Back of her house, Mrs. Polby has a big garden where she grows a quantity of cabbages which she sells in the autumn.
In the farthest end of the garden there is an old tumble-down building where she stores the cabbages until they are sold.
Although Mrs. Polby doesn’t know it, we often play hide-and-seek in that building, for there are so many closets and bins and little rooms in it where we can hide. The house is so old and rickety that there are big cracks everywhere in the floor and the walls.
One day Mother said to me, “Run down and buy two heads of cabbage from Mrs. Polby.” Off I ran like the wind, as I always do. Mrs. Polby, for a wonder, was not on her steps, but Karl Johan sat in the kitchen drinking coffee out of a big bowl.
“Well, Karl Johan Victor Emmanuel Clodevig,” said I, “have you any cabbages to sell?”
He began to scold at a great rate, his face in the bowl the whole time, but he didn’t answer my question about cabbages; so I thought it was best to find Mrs. Polby herself, and I ran out to the vegetable field.

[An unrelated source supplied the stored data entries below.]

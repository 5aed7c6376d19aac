#![allow(dead_code)]

use spatialdata::dataset::SpatialData;
use spatialdata::model::{
    Column, DataFrame, DenseArray, Geometry, LabeledArray, Points, PointsModel,
    PointsParseOptions, Polygon, RasterElement, RasterModel, RasterParseOptions, ScaleFactor,
    Shapes, ShapesModel, ShapesParseOptions, Table, TableLinkage, TableModel,
};

/// Deterministic values in `[-1, 1)` so fixtures are reproducible.
pub fn noise(shape: &[usize], seed: u64) -> DenseArray {
    let mut state = seed.wrapping_mul(6364136223846793005).wrapping_add(1442695040888963407);
    DenseArray::from_fn(shape, |_| {
        state = state
            .wrapping_mul(6364136223846793005)
            .wrapping_add(1442695040888963407);
        ((state >> 33) as f64 / (1u64 << 31) as f64) - 1.0
    })
}

fn scales(factors: &[usize]) -> Vec<ScaleFactor> {
    factors.iter().map(|f| ScaleFactor::Uniform(*f)).collect()
}

fn opts(dims: &[&str], factors: &[usize]) -> RasterParseOptions {
    RasterParseOptions::new()
        .with_dims(dims)
        .with_scale_factors(scales(factors))
}

pub fn images() -> Vec<(&'static str, RasterElement)> {
    let dims_2d = ["c", "y", "x"];
    let dims_3d = ["z", "y", "x", "c"];
    let labeled = |shape: &[usize], dims: &[&str], seed| {
        LabeledArray::new(noise(shape, seed), dims)
    };
    vec![
        (
            "image2d",
            RasterModel::Image2D
                .parse_array(noise(&[3, 64, 64], 1), opts(&dims_2d, &[]))
                .unwrap(),
        ),
        (
            "image2d_multiscale",
            RasterModel::Image2D
                .parse_array(noise(&[3, 64, 64], 2), opts(&dims_2d, &[2, 2]))
                .unwrap(),
        ),
        (
            "image2d_labeled",
            RasterModel::Image2D
                .parse_labeled(labeled(&[3, 64, 64], &dims_2d[..], 3), RasterParseOptions::new())
                .unwrap(),
        ),
        (
            "image3d",
            RasterModel::Image3D
                .parse_array(noise(&[2, 16, 16, 3], 4), opts(&dims_3d, &[]))
                .unwrap(),
        ),
        (
            "image3d_multiscale",
            RasterModel::Image3D
                .parse_labeled(
                    labeled(&[2, 16, 16, 3], &dims_3d[..], 5),
                    RasterParseOptions::new().with_scale_factors(scales(&[2])),
                )
                .unwrap(),
        ),
    ]
}

pub fn labels() -> Vec<(&'static str, RasterElement)> {
    vec![
        (
            "labels2d",
            RasterModel::Labels2D
                .parse_array(noise(&[64, 64], 6), opts(&["y", "x"], &[]))
                .unwrap(),
        ),
        (
            "labels2d_multiscale",
            RasterModel::Labels2D
                .parse_array(noise(&[64, 64], 7), opts(&["y", "x"], &[2, 4]))
                .unwrap(),
        ),
        (
            "labels3d",
            RasterModel::Labels3D
                .parse_array(noise(&[10, 16, 16], 8), opts(&["z", "y", "x"], &[]))
                .unwrap(),
        ),
        (
            "labels3d_multiscale",
            RasterModel::Labels3D
                .parse_array(noise(&[10, 16, 16], 9), opts(&["z", "y", "x"], &[2, 4]))
                .unwrap(),
        ),
    ]
}

fn square(sign: f64) -> Polygon {
    Polygon::new(vec![
        [0.0, 0.0],
        [0.0, sign],
        [sign, sign],
        [sign, 0.0],
        [0.0, 0.0],
    ])
}

fn triangle() -> Polygon {
    Polygon::new(vec![[0.0, 0.0], [0.0, 1.0], [1.0, 10.0], [0.0, 0.0]])
}

pub fn shapes() -> Vec<(&'static str, Shapes)> {
    let poly = ShapesModel::parse_geometries(
        vec![
            Geometry::Polygon(square(1.0)),
            Geometry::Polygon(square(-1.0)),
            Geometry::Polygon(triangle()),
        ],
        ShapesParseOptions::new(),
    )
    .unwrap();
    let multipoly = ShapesModel::parse_geometries(
        vec![
            Geometry::MultiPolygon(vec![square(1.0), square(-1.0)]),
            Geometry::MultiPolygon(vec![triangle(), square(1.0)]),
        ],
        ShapesParseOptions::new(),
    )
    .unwrap();
    let circles = ShapesModel::parse_geometries(
        [[0.0, 1.0], [1.0, 1.0], [3.0, 4.0], [4.0, 2.0], [5.0, 6.0]]
            .into_iter()
            .map(Geometry::Point)
            .collect(),
        ShapesParseOptions::new().with_radius([1.0, 0.5, 2.0, 1.5, 0.25]),
    )
    .unwrap();
    vec![("poly", poly), ("multipoly", multipoly), ("circles", circles)]
}

pub fn points() -> Vec<(&'static str, Points)> {
    (0..2)
        .map(|i| {
            let coords = noise(&[100, 2], 10 + i);
            let genes: Vec<&str> = (0..100).map(|r| if r % 3 == 0 { "a" } else { "b" }).collect();
            let annotation = DataFrame::new()
                .with_column("genes", Column::strings(&genes))
                .unwrap()
                .with_column("instance_id", Column::Int64((0..100).map(|r| r % 10).collect()))
                .unwrap();
            let points = PointsModel::parse_array(
                &coords,
                Some(&annotation),
                PointsParseOptions::new()
                    .with_feature_key("genes")
                    .with_instance_key("instance_id"),
            )
            .unwrap();
            (if i == 0 { "points_0" } else { "points_1" }, points)
        })
        .collect()
}

/// A 100 x 10 table with obs columns `a`, `b`, `c` and `instance_id`.
///
/// With a list of regions, rows cycle through them in the `region_key`
/// column.
pub fn table(regions: &[&str], region_key: Option<&str>) -> Table {
    let n = 100;
    let obs_values = noise(&[n, 3], 42);
    let mut obs = DataFrame::new();
    for (j, name) in ["a", "b", "c"].iter().enumerate() {
        let values = (0..n).map(|i| obs_values.row(i)[j]).collect();
        obs.insert(*name, Column::Float64(values)).unwrap();
    }
    obs.insert("instance_id", Column::Int64((0..n as i64).collect()))
        .unwrap();
    let mut table = Table::new(noise(&[n, 10], 43), obs).unwrap();

    let linkage = match regions {
        [] => TableLinkage::none(),
        [single] if region_key.is_none() => TableLinkage::single(*single, "instance_id"),
        many => {
            let key = region_key.unwrap_or("annotated_region");
            let column: Vec<&str> = (0..n).map(|i| many[i % many.len()]).collect();
            table.set_obs_column(key, Column::strings(&column)).unwrap();
            TableLinkage::multiple(many, key, "instance_id")
        }
    };
    TableModel::parse(table, linkage).unwrap()
}

/// Every element kind, plus a table annotating `sample1`.
pub fn full_sdata() -> SpatialData {
    let mut sdata = SpatialData::new();
    for (name, image) in images() {
        sdata.add_image(name, image).unwrap();
    }
    for (name, labels) in labels() {
        sdata.add_labels(name, labels).unwrap();
    }
    for (name, shapes) in shapes() {
        sdata.add_shapes(name, shapes).unwrap();
    }
    for (name, points) in points() {
        sdata.add_points(name, points).unwrap();
    }
    sdata.set_table(table(&["sample1"], None)).unwrap();
    sdata
}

The door of the shanty stood open, and one cabbage-head after another came dancing out. She is in there, I thought, and probably not in good humor, for the cabbages were being thrown with a certain wrathful haste. I couldn’t see Mrs. Polby herself, for she was farther inside the house.
True enough, there she was, hard at work in the midst of her cabbages, and very red in the face; she was throwing out the rotten ones, and, as I had thought, was not in a very gentle mood.
“I should like two heads of cabbage, Mrs. Polby,” I said. “But I must tell you that your son has been talking horridly to me.”